See this example. Say, we have uploaded a ParseFile to the Class “Images” and stored a Pointer to it in Stuff. Also, we would like to store a Pointer to the uploading user in Images and Stuff. And maybe a Pointer in Images pointing to the associated Stuff class, like so:

// Just to explain the Structure.
// Client-Side
uploadImage = new Images();
uploadImage.set("file", new ParseFile(/* file */));

uploadObject = new Stuff();
// Store Pointer to Image
uploadObject.set("imagePointer", uploadImage);

Now, on the server side, we want to store a pointer in the Image back to the Stuff object.

Parse.Cloud.beforeSave("Stuff", function(request, response) {
  // Fetch the Pointer data
  request.get("imagePointer").fetch()
    .then(function(result) {
      // Set a pointer in the Image class
      // back to the Stuff object.
      // This should make sense, right?
      result.set("stuffPointer", request.object);

      // Oh wait, it doesn't work.
      // Hm, do we have to call object.save() now,
      // even though we`re in beforeSave?
      result.save();

      // Forget it. This will throw a
      // "too many recursive function calls" error.
      // Welcome to Parse Cloud Code Hell.

    }, function(error) {
      response.error(error);
    });
});

So, what’s happening here? I don’t really know completely, to be honest. Apparently, calling result.save() doesn’t save the Pointer Object (Class Images) as it should, but it tries to save the Stuff Object and therefore recursively calls the same beforeSave function, which is kind of senseless.

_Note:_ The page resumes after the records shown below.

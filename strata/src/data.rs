//! # Data Nodes
//!
//! [`DataConfig`] is the leaf node: a [`Source`] that produces snapshots and
//! the atomically swapped snapshot it last produced.
//!
//! `load` reads a complete new snapshot before swapping it in, so readers
//! see either the previous snapshot or the new one, never a mix. A failed
//! read leaves the previous snapshot in place.

use crate::Result;
use crate::decoder::{Cast, Decoder};
use crate::event::EventHandler;
use crate::interpolation::{NodeLookup, StrInterpolator, StrLookup};
use crate::node::{ConfigNode, resolve_value};
use arc_swap::ArcSwap;
use parking_lot::RwLock;
use std::fmt;
use std::sync::Arc;
use strata_core::{ConfigMap, Value};
use tracing::debug;

/// What a [`Source`] sees while reading.
pub struct ReadContext<'a> {
    /// Snapshot published before this read.
    pub current: &'a ConfigMap,
    /// Lookup for resolving placeholders in locations (paths, URLs).
    pub lookup: &'a dyn StrLookup,
}

/// Produces a complete snapshot on each read.
pub trait Source: Send + Sync + 'static {
    fn read(&self, ctx: &ReadContext<'_>) -> Result<ConfigMap>;

    fn describe(&self) -> String;
}

/// Leaf config node backed by a [`Source`].
pub struct DataConfig<S> {
    source: S,
    data: ArcSwap<ConfigMap>,
    lookup: RwLock<Option<Arc<dyn StrLookup>>>,
    decoder: Arc<Decoder>,
    interpolator: StrInterpolator,
    updated: EventHandler,
}

impl<S: Source> DataConfig<S> {
    /// Node with an empty snapshot; call [`ConfigNode::load`] to populate it.
    pub fn with_source(source: S) -> Self {
        Self::with_snapshot(source, ConfigMap::new())
    }

    pub(crate) fn with_snapshot(source: S, data: ConfigMap) -> Self {
        Self {
            source,
            data: ArcSwap::from_pointee(data),
            lookup: RwLock::new(None),
            decoder: Arc::new(Decoder::new()),
            interpolator: StrInterpolator::default(),
            updated: EventHandler::new(),
        }
    }

    /// Share a decoder, e.g. one with custom converters registered.
    pub fn with_decoder(mut self, decoder: Arc<Decoder>) -> Self {
        self.decoder = decoder;
        self
    }

    pub fn with_interpolator(mut self, interpolator: StrInterpolator) -> Self {
        self.interpolator = interpolator;
        self
    }

    pub fn source(&self) -> &S {
        &self.source
    }

    pub(crate) fn source_mut(&mut self) -> &mut S {
        &mut self.source
    }

    pub fn decoder(&self) -> &Arc<Decoder> {
        &self.decoder
    }

    pub fn interpolator(&self) -> &StrInterpolator {
        &self.interpolator
    }

    /// The current snapshot.
    pub fn snapshot(&self) -> Arc<ConfigMap> {
        self.data.load_full()
    }

    /// Replace the snapshot with `f(current)`, retrying if another writer
    /// swapped it concurrently.
    pub(crate) fn update(&self, f: impl Fn(&ConfigMap) -> ConfigMap) {
        self.data.rcu(|current| f(current));
    }

    fn with_lookup<R>(&self, f: impl FnOnce(&dyn StrLookup) -> R) -> R {
        let bound = self.lookup.read().clone();
        match bound {
            Some(lookup) => f(lookup.as_ref()),
            None => f(&NodeLookup(self)),
        }
    }
}

impl<S: Source> ConfigNode for DataConfig<S> {
    fn get_raw(&self, key: &str) -> Option<Value> {
        self.data.load().lookup(key).cloned()
    }

    fn get_value(&self, key: &str, cast: Option<&Cast>) -> Result<Option<Value>> {
        let raw = self.get_raw(key);
        self.with_lookup(|lookup| {
            resolve_value(raw, &self.interpolator, lookup, &self.decoder, cast)
        })
    }

    /// Publishes only if no other writer swapped the snapshot during the
    /// read; otherwise reads again against the newer snapshot.
    fn load(&self) -> Result<()> {
        loop {
            let current = self.data.load_full();
            let next = self.with_lookup(|lookup| {
                self.source.read(&ReadContext {
                    current: &current,
                    lookup,
                })
            })?;
            let keys = next.len();

            let previous = self.data.compare_and_swap(&current, Arc::new(next));
            if Arc::ptr_eq(&previous, &current) {
                debug!(source = %self.source.describe(), keys, "Configuration loaded");
                return Ok(());
            }
            debug!(source = %self.source.describe(), "Snapshot changed during load, reading again");
        }
    }

    fn updated(&self) -> &EventHandler {
        &self.updated
    }

    fn lookup(&self) -> Option<Arc<dyn StrLookup>> {
        self.lookup.read().clone()
    }

    fn set_lookup(&self, lookup: Option<Arc<dyn StrLookup>>) {
        *self.lookup.write() = lookup;
    }

    fn raw_map(&self) -> ConfigMap {
        ConfigMap::clone(&self.data.load())
    }

    fn describe(&self) -> String {
        self.source.describe()
    }
}

impl<S: Source> fmt::Debug for DataConfig<S> {
    fn fmt(&self, f: &mut fmt::Formatter<'_>) -> fmt::Result {
        f.debug_struct("DataConfig")
            .field("source", &self.source.describe())
            .field("keys", &self.data.load().len())
            .finish()
    }
}

#[cfg(test)]
mod tests {
    use super::*;
    use crate::node::ConfigNodeExt;
    use errors::ConfigError;
    use parking_lot::Mutex;
    use std::collections::VecDeque;
    use std::sync::atomic::{AtomicUsize, Ordering};
    use std::sync::{OnceLock, Weak};

    /// Source replaying queued results.
    struct Scripted {
        results: Mutex<VecDeque<Result<ConfigMap>>>,
    }

    impl Scripted {
        fn new(results: Vec<Result<ConfigMap>>) -> Self {
            Self {
                results: Mutex::new(results.into()),
            }
        }
    }

    impl Source for Scripted {
        fn read(&self, _ctx: &ReadContext<'_>) -> Result<ConfigMap> {
            self.results
                .lock()
                .pop_front()
                .unwrap_or_else(|| Ok(ConfigMap::new()))
        }

        fn describe(&self) -> String {
            "scripted".to_string()
        }
    }

    fn map(pairs: &[(&str, i64)]) -> ConfigMap {
        pairs.iter().map(|(k, v)| (*k, *v)).collect()
    }

    #[test]
    fn test_load_swaps_snapshot() {
        let config = DataConfig::with_source(Scripted::new(vec![Ok(map(&[("a", 1)]))]));
        assert_eq!(config.get("a").unwrap(), None);

        config.load().unwrap();
        assert_eq!(config.get("a").unwrap(), Some(Value::Int(1)));
    }

    #[test]
    fn test_failed_load_keeps_previous_snapshot() {
        let config = DataConfig::with_source(Scripted::new(vec![
            Ok(map(&[("a", 1)])),
            Err(ConfigError::Source {
                source_name: "scripted".to_string(),
                reason: "boom".to_string(),
            }),
        ]));

        config.load().unwrap();
        let before = config.snapshot();
        assert!(config.load().is_err());

        assert_eq!(config.snapshot(), before);
        assert_eq!(config.get_int("a", 0).unwrap(), 1);
    }

    #[test]
    fn test_load_twice_with_same_data_is_stable() {
        let config = DataConfig::with_source(Scripted::new(vec![
            Ok(map(&[("a", 1), ("b", 2)])),
            Ok(map(&[("a", 1), ("b", 2)])),
        ]));

        config.load().unwrap();
        let first = config.raw_map();
        config.load().unwrap();

        assert_eq!(config.raw_map(), first);
    }

    #[test]
    fn test_load_does_not_fire_updated() {
        let config = DataConfig::with_source(Scripted::new(vec![Ok(map(&[("a", 1)]))]));
        let fired = Arc::new(Mutex::new(0));

        let counter = fired.clone();
        config.on_updated(move || *counter.lock() += 1);
        config.load().unwrap();

        assert_eq!(*fired.lock(), 0);
    }

    /// Source that swaps its node's snapshot during its first read.
    struct Interfering {
        node: OnceLock<Weak<DataConfig<Interfering>>>,
        reads: AtomicUsize,
    }

    impl Source for Interfering {
        fn read(&self, ctx: &ReadContext<'_>) -> Result<ConfigMap> {
            if self.reads.fetch_add(1, Ordering::SeqCst) == 0 {
                if let Some(node) = self.node.get().and_then(Weak::upgrade) {
                    node.update(|current| {
                        let mut next = current.clone();
                        next.insert("written", true);
                        next
                    });
                }
            }
            let mut next = ctx.current.clone();
            next.insert("loaded", true);
            Ok(next)
        }

        fn describe(&self) -> String {
            "interfering".to_string()
        }
    }

    #[test]
    fn test_load_rereads_when_snapshot_changes_underneath() {
        let config = Arc::new(DataConfig::with_source(Interfering {
            node: OnceLock::new(),
            reads: AtomicUsize::new(0),
        }));
        let _ = config.source().node.set(Arc::downgrade(&config));

        config.load().unwrap();

        assert_eq!(config.source().reads.load(Ordering::SeqCst), 2);
        assert!(config.get_bool("written", false).unwrap());
        assert!(config.get_bool("loaded", false).unwrap());
    }

    #[test]
    fn test_bound_lookup_replaces_self_lookup() {
        struct Fixed;

        impl StrLookup for Fixed {
            fn lookup(&self, _name: &str) -> Result<Option<String>> {
                Ok(Some("bound".to_string()))
            }
        }

        let mut data = ConfigMap::new();
        data.insert("ref", "${other}");
        data.insert("other", "self");
        let config = DataConfig::with_snapshot(Scripted::new(vec![]), data);

        assert_eq!(config.get_str("ref", "").unwrap(), "self");

        config.set_lookup(Some(Arc::new(Fixed)));
        assert_eq!(config.get_str("ref", "").unwrap(), "bound");

        config.set_lookup(None);
        assert!(config.lookup().is_none());
        assert_eq!(config.get_str("ref", "").unwrap(), "self");
    }
}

Note that anywhere else outside beforeSave, say, in a Background Job, it would work. Argh!

So, what’s the solution? I found that simply doing this sort of stuff in an afterSave function instead does the trick. Oh, and while youre migrating your function to afterSave, don’t forget that afterSave and afterDelete don’t have a response object so don’t even try to set a response. This might make debugging a little more difficult, by the way.

Background Jobs / Functions

Background Jobs can’t be called

Don’t even try. You can only call Background Jobs by scheduling them or by manually executing them from your Parse Webinterface.

Fetching ParseFiles for processing

If you want to process a ParseFile in a Background Job, you will have to fetch it via http (and fetch its URL prior to that). See the example in the documentation.

Fetching ParseFiles may time out

Ready for some more fun? Sometimes the request times out and your function gets killed prematurely (in normal Parse Functions, not in Background Jobs, which have less aggressive time limits). So say, if you have a Parse Function which generates some thumbnails in an afterSave function, it may happen that the http request to fetch the ParseFile may time out and your thumbnails don’t get generated.

Get ready to write some Background Jobs which tidy up your database, looking for incomplete entries due to aborted functions.

Modules

The parse-image Module

Have fun. It’s completely undocumented. Try looking at this example in the documentation.